**TO DO**
How many lines of the data contain "LogEntry"? Reply with the number alone.

**INPUT RECORDS**

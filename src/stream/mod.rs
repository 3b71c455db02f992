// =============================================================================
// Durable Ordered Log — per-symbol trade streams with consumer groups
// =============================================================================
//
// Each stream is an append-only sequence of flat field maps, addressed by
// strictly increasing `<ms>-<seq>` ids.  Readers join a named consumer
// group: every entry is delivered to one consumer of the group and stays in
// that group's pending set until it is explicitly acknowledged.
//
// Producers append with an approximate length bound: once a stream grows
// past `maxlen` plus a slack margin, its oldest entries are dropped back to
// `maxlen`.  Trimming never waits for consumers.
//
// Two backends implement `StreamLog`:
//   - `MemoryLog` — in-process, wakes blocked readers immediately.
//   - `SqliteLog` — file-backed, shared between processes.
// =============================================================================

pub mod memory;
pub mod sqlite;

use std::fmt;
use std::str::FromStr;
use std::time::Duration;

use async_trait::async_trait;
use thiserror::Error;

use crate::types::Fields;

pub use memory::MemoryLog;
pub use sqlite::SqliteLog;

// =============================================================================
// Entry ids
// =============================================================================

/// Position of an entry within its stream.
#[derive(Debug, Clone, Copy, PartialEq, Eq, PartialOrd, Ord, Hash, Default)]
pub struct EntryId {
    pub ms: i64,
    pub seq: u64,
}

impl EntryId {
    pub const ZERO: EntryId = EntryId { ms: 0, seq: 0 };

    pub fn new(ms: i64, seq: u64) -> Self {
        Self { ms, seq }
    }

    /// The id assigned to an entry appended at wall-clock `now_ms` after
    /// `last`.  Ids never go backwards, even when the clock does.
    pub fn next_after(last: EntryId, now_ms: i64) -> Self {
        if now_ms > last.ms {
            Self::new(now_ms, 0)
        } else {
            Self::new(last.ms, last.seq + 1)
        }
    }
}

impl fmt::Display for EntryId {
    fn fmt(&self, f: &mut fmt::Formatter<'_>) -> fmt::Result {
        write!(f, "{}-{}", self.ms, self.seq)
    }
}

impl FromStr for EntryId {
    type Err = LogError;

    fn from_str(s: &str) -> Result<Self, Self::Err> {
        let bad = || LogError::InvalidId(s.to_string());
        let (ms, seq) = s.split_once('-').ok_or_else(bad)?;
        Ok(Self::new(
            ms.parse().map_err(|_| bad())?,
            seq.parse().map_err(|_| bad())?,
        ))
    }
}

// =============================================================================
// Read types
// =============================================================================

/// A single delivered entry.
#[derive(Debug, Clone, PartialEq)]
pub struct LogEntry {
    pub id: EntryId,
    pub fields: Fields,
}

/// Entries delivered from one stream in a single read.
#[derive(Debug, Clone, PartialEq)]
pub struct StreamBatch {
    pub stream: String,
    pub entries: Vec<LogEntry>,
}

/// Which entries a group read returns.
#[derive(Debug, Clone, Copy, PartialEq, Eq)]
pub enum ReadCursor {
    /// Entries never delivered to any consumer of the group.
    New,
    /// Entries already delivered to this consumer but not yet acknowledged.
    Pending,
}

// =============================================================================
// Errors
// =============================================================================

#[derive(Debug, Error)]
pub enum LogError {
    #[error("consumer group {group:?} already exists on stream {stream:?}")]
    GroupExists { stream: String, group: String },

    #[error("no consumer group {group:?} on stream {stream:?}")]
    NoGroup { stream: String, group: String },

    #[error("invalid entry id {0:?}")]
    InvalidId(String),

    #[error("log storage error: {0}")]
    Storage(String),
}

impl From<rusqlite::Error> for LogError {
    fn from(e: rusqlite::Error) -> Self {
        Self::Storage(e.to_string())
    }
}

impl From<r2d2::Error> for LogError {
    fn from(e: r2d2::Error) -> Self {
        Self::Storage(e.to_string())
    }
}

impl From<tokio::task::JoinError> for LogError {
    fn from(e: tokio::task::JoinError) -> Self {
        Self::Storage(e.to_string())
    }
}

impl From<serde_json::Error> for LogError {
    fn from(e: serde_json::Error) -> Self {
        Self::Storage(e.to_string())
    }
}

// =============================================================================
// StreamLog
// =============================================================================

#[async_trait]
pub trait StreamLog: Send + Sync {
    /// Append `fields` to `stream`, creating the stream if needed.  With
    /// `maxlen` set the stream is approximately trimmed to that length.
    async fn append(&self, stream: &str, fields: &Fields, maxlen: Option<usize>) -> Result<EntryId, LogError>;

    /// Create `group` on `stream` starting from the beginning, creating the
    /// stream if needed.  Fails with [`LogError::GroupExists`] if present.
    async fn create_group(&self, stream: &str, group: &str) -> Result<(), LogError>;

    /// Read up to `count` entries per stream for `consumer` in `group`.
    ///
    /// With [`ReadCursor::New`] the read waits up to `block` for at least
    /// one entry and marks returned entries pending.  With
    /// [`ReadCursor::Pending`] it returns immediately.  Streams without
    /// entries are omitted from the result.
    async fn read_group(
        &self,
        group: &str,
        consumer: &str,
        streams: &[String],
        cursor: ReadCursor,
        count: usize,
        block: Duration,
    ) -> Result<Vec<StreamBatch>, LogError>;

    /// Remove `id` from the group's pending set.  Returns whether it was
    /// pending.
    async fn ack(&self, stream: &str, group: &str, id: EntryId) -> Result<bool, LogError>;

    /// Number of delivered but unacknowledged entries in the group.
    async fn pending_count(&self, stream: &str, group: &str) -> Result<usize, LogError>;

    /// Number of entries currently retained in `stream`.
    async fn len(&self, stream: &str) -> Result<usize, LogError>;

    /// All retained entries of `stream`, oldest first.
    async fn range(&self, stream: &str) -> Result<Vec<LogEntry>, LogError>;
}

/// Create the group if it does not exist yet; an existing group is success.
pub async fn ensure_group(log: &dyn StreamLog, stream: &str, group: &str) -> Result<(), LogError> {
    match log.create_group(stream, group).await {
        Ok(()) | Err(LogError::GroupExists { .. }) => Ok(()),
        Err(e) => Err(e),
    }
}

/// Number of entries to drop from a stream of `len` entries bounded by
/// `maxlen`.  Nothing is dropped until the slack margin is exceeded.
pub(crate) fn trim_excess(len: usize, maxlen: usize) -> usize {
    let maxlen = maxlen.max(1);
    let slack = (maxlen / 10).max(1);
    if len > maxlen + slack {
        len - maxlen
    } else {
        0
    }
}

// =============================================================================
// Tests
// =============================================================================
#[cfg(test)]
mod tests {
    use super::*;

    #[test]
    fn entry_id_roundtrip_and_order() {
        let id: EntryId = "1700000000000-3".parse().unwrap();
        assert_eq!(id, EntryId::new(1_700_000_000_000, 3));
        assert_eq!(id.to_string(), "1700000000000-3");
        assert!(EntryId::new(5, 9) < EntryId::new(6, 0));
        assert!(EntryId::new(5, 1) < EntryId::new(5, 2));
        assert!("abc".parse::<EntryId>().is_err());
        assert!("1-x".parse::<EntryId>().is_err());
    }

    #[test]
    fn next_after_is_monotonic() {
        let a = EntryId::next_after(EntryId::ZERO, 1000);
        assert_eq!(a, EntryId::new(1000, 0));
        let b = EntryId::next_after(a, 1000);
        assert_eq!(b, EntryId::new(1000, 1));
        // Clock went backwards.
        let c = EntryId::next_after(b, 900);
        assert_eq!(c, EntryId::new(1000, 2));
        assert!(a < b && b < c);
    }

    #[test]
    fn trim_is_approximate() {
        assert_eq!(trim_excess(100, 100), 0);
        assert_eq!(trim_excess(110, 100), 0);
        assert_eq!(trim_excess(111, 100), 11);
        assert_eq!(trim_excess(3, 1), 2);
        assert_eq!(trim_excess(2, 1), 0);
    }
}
---
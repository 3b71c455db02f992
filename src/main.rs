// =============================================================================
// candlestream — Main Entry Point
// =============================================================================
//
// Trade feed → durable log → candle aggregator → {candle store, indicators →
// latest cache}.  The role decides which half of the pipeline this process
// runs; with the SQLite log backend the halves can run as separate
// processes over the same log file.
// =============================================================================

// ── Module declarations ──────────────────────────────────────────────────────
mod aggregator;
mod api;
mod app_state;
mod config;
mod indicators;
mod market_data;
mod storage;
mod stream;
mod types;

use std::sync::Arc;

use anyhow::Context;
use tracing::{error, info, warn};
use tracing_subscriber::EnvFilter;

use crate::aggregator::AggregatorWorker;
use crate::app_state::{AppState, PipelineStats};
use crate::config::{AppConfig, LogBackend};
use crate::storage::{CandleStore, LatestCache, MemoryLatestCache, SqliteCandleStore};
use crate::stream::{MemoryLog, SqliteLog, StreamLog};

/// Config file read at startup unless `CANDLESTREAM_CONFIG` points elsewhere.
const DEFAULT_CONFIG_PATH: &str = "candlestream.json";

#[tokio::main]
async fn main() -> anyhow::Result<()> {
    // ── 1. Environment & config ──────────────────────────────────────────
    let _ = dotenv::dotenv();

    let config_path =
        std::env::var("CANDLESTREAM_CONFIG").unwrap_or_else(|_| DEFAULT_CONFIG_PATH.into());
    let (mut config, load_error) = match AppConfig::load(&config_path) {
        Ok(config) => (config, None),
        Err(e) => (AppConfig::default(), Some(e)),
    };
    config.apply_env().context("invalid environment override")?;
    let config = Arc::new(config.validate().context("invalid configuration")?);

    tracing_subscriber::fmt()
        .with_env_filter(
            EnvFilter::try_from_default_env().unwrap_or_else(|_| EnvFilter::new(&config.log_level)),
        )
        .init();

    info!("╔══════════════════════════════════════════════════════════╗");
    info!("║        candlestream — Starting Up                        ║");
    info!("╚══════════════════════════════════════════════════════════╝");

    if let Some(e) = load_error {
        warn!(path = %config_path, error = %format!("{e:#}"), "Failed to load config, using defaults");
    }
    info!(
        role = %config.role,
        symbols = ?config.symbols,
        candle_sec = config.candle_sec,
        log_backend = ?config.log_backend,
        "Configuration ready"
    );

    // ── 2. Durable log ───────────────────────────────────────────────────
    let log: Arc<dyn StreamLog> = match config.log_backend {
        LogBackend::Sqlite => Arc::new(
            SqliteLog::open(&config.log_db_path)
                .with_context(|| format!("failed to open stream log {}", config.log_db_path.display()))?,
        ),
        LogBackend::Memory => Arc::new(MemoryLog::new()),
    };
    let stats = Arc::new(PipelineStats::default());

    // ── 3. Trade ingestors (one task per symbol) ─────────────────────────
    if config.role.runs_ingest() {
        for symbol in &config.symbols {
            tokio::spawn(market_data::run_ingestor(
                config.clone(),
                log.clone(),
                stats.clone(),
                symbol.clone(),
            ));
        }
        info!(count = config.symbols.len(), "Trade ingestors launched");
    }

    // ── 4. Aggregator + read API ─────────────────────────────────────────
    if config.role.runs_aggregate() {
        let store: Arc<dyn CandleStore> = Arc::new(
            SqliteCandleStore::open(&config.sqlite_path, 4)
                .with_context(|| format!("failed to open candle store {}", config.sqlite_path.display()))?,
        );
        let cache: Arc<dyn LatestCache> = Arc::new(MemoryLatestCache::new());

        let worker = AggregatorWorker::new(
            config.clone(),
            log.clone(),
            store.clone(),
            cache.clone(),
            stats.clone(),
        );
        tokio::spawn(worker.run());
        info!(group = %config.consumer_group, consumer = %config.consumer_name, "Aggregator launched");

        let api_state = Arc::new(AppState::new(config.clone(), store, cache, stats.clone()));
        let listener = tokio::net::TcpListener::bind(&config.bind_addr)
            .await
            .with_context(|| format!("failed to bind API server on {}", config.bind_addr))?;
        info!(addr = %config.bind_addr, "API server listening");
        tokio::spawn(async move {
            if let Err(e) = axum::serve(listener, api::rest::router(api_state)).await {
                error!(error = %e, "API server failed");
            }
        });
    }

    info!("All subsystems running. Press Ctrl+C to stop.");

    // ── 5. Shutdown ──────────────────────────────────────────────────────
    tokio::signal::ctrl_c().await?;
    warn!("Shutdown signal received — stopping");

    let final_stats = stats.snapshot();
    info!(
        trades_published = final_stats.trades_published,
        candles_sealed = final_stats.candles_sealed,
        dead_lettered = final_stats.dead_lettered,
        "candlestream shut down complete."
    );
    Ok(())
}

**RESULT OF THIS TASK**
3